If you haven’t heard of the world-famous ultra running weiner dog, you’re about to be blown away, so take a seat. Twelve-year-old Truman was rescued six years ago, and now he and his human have a book coming out about their journey together to becoming long distance runners. We caught up with Truman’s owner, Catra Corbett, while she was recovering at home from her latest 200-mile endurance race to check in on her and Truman’s latest exploits together.

Rex Specs: You mentioned you just got back from a book signing. When did you find time to write a book while running ultra marathons and what’s it about?

Catra: A publisher and literary agent came to me with the idea of doing a book about a year ago, and it came out in May. I collaborated on it with another writer – it’s about how I got clean and sober and how I got into adopting Doxins [Dachshunds] and ultimately ended up with Truman. He’s on the cover of the book. I actually recorded all of my stories as I was running.

RS: Wait -- you recorded your stories while you were running?

C: Well, the other writer and I often had to flesh stuff out together, so I’d go out on training runs and record the parts I needed to work on. I run every single day, and I’m out there a couple hours at a time, so it just made sense.

RS: Taking Doxins running isn’t very common. How did that come about?

C: My ex-boyfriend some 25+ years ago had a Doxin. I was terrified of dogs back then. His dog would always come at me and bit my ankles even though she was blind. Then I had a roommate who had a Doxin named Didi, and I really bonded with her. That was around the same time I got clean and sober and started running, and so I got my own puppy, Oscar. I tried taking him on runs with me, but he would go on strike after a few miles. When he passed away, I got Rocky who was a rescue mix, and he would run a lot longer, but he’d eventually go on strike as well. [laughs]

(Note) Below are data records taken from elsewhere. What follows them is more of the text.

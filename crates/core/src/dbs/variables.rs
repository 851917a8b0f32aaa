use std::collections::BTreeMap;

use serde::{Deserialize, Serialize};

use crate::val::Value;

/// The externally bound parameters of a query batch.
#[derive(Clone, Debug, Default, Eq, PartialEq, Serialize, Deserialize)]
#[serde(transparent)]
pub struct Variables(pub BTreeMap<String, Value>);

impl Variables {
	/// Create a new empty variables map.
	#[inline]
	pub fn new() -> Self {
		Self(BTreeMap::new())
	}

	/// Insert a new variable into the map.
	#[inline]
	pub fn insert(&mut self, key: impl Into<String>, value: impl Into<Value>) {
		self.0.insert(key.into(), value.into());
	}

	/// Check if the variables map is empty.
	#[inline]
	pub fn is_empty(&self) -> bool {
		self.0.is_empty()
	}

	/// Get the number of variables in the map.
	#[inline]
	pub fn len(&self) -> usize {
		self.0.len()
	}
}

impl IntoIterator for Variables {
	type Item = (String, Value);
	type IntoIter = std::collections::btree_map::IntoIter<String, Value>;

	#[inline]
	fn into_iter(self) -> Self::IntoIter {
		self.0.into_iter()
	}
}

impl FromIterator<(String, Value)> for Variables {
	fn from_iter<T: IntoIterator<Item = (String, Value)>>(iter: T) -> Self {
		Self(iter.into_iter().collect())
	}
}

impl From<BTreeMap<String, Value>> for Variables {
	fn from(map: BTreeMap<String, Value>) -> Self {
		Self(map)
	}
}
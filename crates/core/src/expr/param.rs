use std::fmt;
use std::ops::Deref;

use anyhow::{Result, bail};
use serde::{Deserialize, Serialize};

use crate::ctx::Context;
use crate::doc::CursorDoc;
use crate::err::Error;
use crate::val::Value;

/// A reference to a bound parameter, such as `$limit`.
#[derive(Clone, Debug, Default, Eq, PartialEq, Hash, Serialize, Deserialize)]
#[serde(transparent)]
pub struct Param(String);

impl Param {
	/// Create a new parameter reference, without the leading `$`
	pub fn new(name: impl Into<String>) -> Self {
		Self(name.into())
	}
}

impl Deref for Param {
	type Target = str;
	fn deref(&self) -> &Self::Target {
		self.0.as_str()
	}
}

impl Param {
	/// Process this type returning a computed simple Value
	pub(crate) fn compute(&self, ctx: &Context, doc: Option<&CursorDoc>) -> Result<Value> {
		// Find the variable by name
		match self.0.as_str() {
			// This is a special param
			"this" => match doc {
				// The base document exists
				Some(v) => Ok(v.doc.as_ref().clone()),
				// The base document does not exist
				None => Ok(Value::None),
			},
			// This is a normal param, or $parent within a subquery
			v => match ctx.value(v) {
				// The param has been set locally
				Some(v) => Ok(v.clone()),
				// The param has not been set anywhere
				None => bail!(Error::ParamNotFound {
					name: v.to_owned(),
				}),
			},
		}
	}
}

impl fmt::Display for Param {
	fn fmt(&self, f: &mut fmt::Formatter) -> fmt::Result {
		write!(f, "${}", self.0)
	}
}
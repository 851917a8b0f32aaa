//! This module defines the lifecycle of a record as it flows through the
//! SELECT pipeline.

pub(crate) use self::document::CursorDoc;

mod document;
//! The `strata` command line tool. It loads a fixture of versioned records
//! into an in-memory store, and runs a batch of SELECT statements against it.

#[macro_use]
extern crate tracing;

mod cli;
mod cnf;
mod err;
mod telemetry;

use std::process::ExitCode;

#[tokio::main]
async fn main() -> ExitCode {
	cli::init().await
}
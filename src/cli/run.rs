use std::path::Path;
use std::sync::Arc;

use clap::Args;
use serde::Deserialize;
use strata_core::dbs::Variables;
use strata_core::expr::Statement;
use strata_core::kvs::{self, mem};
use strata_core::val::{Datetime, RecordId, Value};

use crate::cnf::TARGET;
use crate::err::Error;

#[derive(Args, Debug)]
pub struct RunCommandArguments {
	#[arg(help = "Path to a JSON fixture of versioned record writes")]
	#[arg(short = 'd', long = "data")]
	data: Option<String>,
	#[arg(help = "Path to a JSON array of statements to execute")]
	#[arg(short = 'q', long = "query")]
	query: String,
	#[arg(help = "Path to a JSON object of parameters to bind")]
	#[arg(long = "vars")]
	vars: Option<String>,
	#[arg(help = "Whether to pretty print the responses")]
	#[arg(long)]
	pretty: bool,
}

/// A single write in a fixture file.
#[derive(Debug, Deserialize)]
struct Write {
	/// The record written, as `table:key`
	id: String,
	/// The version of the write, defaulting to the current time
	#[serde(default)]
	version: Option<Version>,
	/// The record fields, or `null` to delete the record
	data: serde_json::Value,
}

#[derive(Debug, Deserialize)]
#[serde(untagged)]
enum Version {
	Stamp(u64),
	Date(String),
}

pub async fn init(
	RunCommandArguments {
		data,
		query,
		vars,
		pretty,
	}: RunCommandArguments,
) -> Result<(), Error> {
	// Load the fixture into a new store
	let store = Arc::new(mem::Datastore::new());
	if let Some(path) = data {
		let writes: Vec<Write> = read_json(&path).await?;
		info!(target: TARGET, "Loading {} writes from '{path}'", writes.len());
		for write in writes {
			apply(&store, write)?;
		}
	}
	// Parse the statements and parameters
	let stmts: Vec<Statement> = read_json(&query).await?;
	let vars = match vars {
		Some(path) => read_vars(&path).await?,
		None => Variables::new(),
	};
	// Execute the batch
	info!(target: TARGET, "Executing {} statements", stmts.len());
	let ds = kvs::Datastore::new(store);
	let res = ds.execute(stmts, vars).await?;
	// Output the responses
	let out = match pretty {
		true => serde_json::to_string_pretty(&res),
		false => serde_json::to_string(&res),
	};
	let out = out.map_err(|error| Error::Json {
		path: query,
		error,
	})?;
	println!("{out}");
	Ok(())
}

fn apply(store: &mem::Datastore, write: Write) -> Result<(), Error> {
	let invalid = |message: String| Error::InvalidWrite {
		id: write.id.clone(),
		message,
	};
	let rid: RecordId = write.id.parse().map_err(|e: strata_core::err::Error| invalid(e.to_string()))?;
	let version = match &write.version {
		None => Datetime::now().to_version_stamp(),
		Some(Version::Stamp(v)) => *v,
		Some(Version::Date(v)) => match v.parse::<Datetime>() {
			Ok(v) => v.to_version_stamp(),
			Err(_) => return Err(invalid(format!("'{v}' is not a valid date or datetime"))),
		},
	};
	debug!(target: TARGET, "Applying write for {rid} at version {version}");
	match write.data {
		serde_json::Value::Null => store.del(rid, version),
		data @ serde_json::Value::Object(_) => store.set(rid, version, Value::from(data))?,
		data => return Err(invalid(format!("expected an object or null, found {data}"))),
	}
	Ok(())
}

async fn read_vars(path: &str) -> Result<Variables, Error> {
	let vars: serde_json::Map<String, serde_json::Value> = read_json(path).await?;
	Ok(vars.into_iter().map(|(k, v)| (k, Value::from(v))).collect())
}

async fn read_json<T: for<'de> Deserialize<'de>>(path: &str) -> Result<T, Error> {
	let text = tokio::fs::read_to_string(Path::new(path)).await.map_err(|error| Error::Io {
		path: path.to_owned(),
		error,
	})?;
	serde_json::from_str(&text).map_err(|error| Error::Json {
		path: path.to_owned(),
		error,
	})
}
use std::collections::BTreeMap;
use std::fmt::{self, Display, Formatter};
use std::ops::{Deref, DerefMut};

use serde::{Deserialize, Serialize};

use crate::val::{RecordId, Value};

/// Invariant: Keys never contain NUL bytes.
#[derive(Clone, Debug, Default, Eq, PartialEq, PartialOrd, Serialize, Deserialize, Hash)]
#[serde(transparent)]
pub struct Object(pub BTreeMap<String, Value>);

impl From<BTreeMap<String, Value>> for Object {
	fn from(v: BTreeMap<String, Value>) -> Self {
		Self(v)
	}
}

impl From<BTreeMap<&str, Value>> for Object {
	fn from(v: BTreeMap<&str, Value>) -> Self {
		Self(v.into_iter().map(|(key, val)| (key.to_owned(), val)).collect())
	}
}

impl FromIterator<(String, Value)> for Object {
	fn from_iter<I: IntoIterator<Item = (String, Value)>>(iter: I) -> Self {
		Self(BTreeMap::from_iter(iter))
	}
}

impl Deref for Object {
	type Target = BTreeMap<String, Value>;
	fn deref(&self) -> &Self::Target {
		&self.0
	}
}

impl DerefMut for Object {
	fn deref_mut(&mut self) -> &mut Self::Target {
		&mut self.0
	}
}

impl IntoIterator for Object {
	type Item = (String, Value);
	type IntoIter = std::collections::btree_map::IntoIter<String, Value>;
	fn into_iter(self) -> Self::IntoIter {
		self.0.into_iter()
	}
}

impl Object {
	/// Fetch the record id if there is one
	pub fn rid(&self) -> Option<RecordId> {
		match self.get("id") {
			Some(Value::RecordId(v)) => Some(v.clone()),
			_ => None,
		}
	}
}

impl Display for Object {
	fn fmt(&self, f: &mut Formatter) -> fmt::Result {
		if self.is_empty() {
			return f.write_str("{}");
		}
		f.write_str("{ ")?;
		for (i, (k, v)) in self.0.iter().enumerate() {
			if i > 0 {
				f.write_str(", ")?;
			}
			write!(f, "{k}: {v}")?;
		}
		f.write_str(" }")
	}
}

RS: Why Doxins? Why not adopt a more traditional running breed?

C: A roommate of mine started volunteering at the local animal shelter, and then we became involved with a rescue group for Doxins. We signed up to foster them – we’d take them in and evaluate them and then put them up on the website for adoption. My roommate ended up adopting the first dog we fostered, but I held out a bit longer because I didn’t want the responsibility of a full time dog.

RS: And so Truman was one of the dogs you fostered?

C: One day I was out running in the mountains, and my roommate called and said we got a rescue who was afraid of everything and was hiding behind the couch. He couldn’t get him to come out. I came home and peeked over the couch, and he was trembling and didn’t want to move. I finally coaxed him out and sat with him for a long time. I started working with him, but I couldn’t even take him for a walk at first because he was scared of everything. I had no intention of ever adopting him – I was busy with racing, and he was 6 ½ years old. I definitely didn’t want an older dog.

RS: But you ended up with him.

C: He came from a home with an elderly woman who had 22 Doxins. He’d never even been outside, and he was 6-years-old. I tried taking him around the block, but I’d have to carry him because everything freaked him out. He was scared of people and noises and cars – absolutely everything. One day I just decided I was going to drive over to a trailhead and take him off leash and start running to see if he followed me. It was the only place where it was quiet and peaceful without all kinds of distractions and noises for him. And sure enough, he started following me on the run. So when it came time to put him up on the website for adoption, I thought, “Oh man, he didn’t have much of a life for the past six years, and he’d probably only be ok with an older person who’s inside most of the time.” But he was so happy to be outside running with me, so I decided to keep him.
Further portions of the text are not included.